▶ Your assignment
For the word "width", search the records and show each line in which it occurs.

▶ Stored items
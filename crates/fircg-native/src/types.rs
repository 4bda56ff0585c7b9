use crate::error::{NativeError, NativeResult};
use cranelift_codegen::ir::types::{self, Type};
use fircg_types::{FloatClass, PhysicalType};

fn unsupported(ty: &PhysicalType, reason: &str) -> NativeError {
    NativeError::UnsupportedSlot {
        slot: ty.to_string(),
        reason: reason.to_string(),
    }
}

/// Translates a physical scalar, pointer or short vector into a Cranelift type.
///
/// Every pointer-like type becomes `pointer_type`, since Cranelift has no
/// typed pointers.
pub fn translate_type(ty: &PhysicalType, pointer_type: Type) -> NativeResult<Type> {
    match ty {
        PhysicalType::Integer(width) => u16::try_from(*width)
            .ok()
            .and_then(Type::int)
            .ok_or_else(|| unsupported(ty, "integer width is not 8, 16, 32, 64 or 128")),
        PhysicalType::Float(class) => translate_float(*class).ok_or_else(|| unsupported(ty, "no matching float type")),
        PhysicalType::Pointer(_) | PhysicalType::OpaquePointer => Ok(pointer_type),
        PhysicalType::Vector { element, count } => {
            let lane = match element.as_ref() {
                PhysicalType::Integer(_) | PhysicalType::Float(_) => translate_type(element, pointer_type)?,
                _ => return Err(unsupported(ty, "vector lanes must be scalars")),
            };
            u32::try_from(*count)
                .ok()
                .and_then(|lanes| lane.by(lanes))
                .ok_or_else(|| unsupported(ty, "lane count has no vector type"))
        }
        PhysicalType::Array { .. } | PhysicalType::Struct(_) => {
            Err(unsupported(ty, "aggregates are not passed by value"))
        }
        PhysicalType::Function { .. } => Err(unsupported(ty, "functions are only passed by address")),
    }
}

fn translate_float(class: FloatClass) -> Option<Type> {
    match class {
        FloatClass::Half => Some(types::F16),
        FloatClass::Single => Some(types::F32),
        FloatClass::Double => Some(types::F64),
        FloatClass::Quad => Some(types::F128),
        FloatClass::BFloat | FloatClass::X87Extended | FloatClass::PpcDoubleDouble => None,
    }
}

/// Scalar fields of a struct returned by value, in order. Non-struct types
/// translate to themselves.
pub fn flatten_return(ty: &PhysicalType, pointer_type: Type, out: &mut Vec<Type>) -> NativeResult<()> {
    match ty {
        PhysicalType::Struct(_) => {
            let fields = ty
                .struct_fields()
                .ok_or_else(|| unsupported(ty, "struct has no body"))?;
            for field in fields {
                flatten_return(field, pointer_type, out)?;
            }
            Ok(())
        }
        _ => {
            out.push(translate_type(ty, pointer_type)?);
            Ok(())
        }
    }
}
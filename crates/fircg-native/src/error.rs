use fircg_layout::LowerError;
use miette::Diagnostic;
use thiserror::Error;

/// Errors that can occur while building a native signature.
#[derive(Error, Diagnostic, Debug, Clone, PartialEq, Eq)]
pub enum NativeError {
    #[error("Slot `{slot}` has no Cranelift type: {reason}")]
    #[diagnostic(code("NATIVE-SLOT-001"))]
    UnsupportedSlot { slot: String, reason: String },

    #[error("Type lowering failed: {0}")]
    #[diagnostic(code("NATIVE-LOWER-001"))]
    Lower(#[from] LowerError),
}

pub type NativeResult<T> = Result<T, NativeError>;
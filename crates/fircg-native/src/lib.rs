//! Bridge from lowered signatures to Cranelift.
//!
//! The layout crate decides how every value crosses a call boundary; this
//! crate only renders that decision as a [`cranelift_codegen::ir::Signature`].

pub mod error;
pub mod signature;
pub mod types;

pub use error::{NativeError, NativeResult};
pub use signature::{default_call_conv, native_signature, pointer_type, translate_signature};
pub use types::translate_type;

▶ Output of the exercise
        PhysicalType::Integer(width) => u16::try_from(*width)
            .ok_or_else(|| unsupported(ty, "integer width is not 8, 16, 32, 64 or 128")),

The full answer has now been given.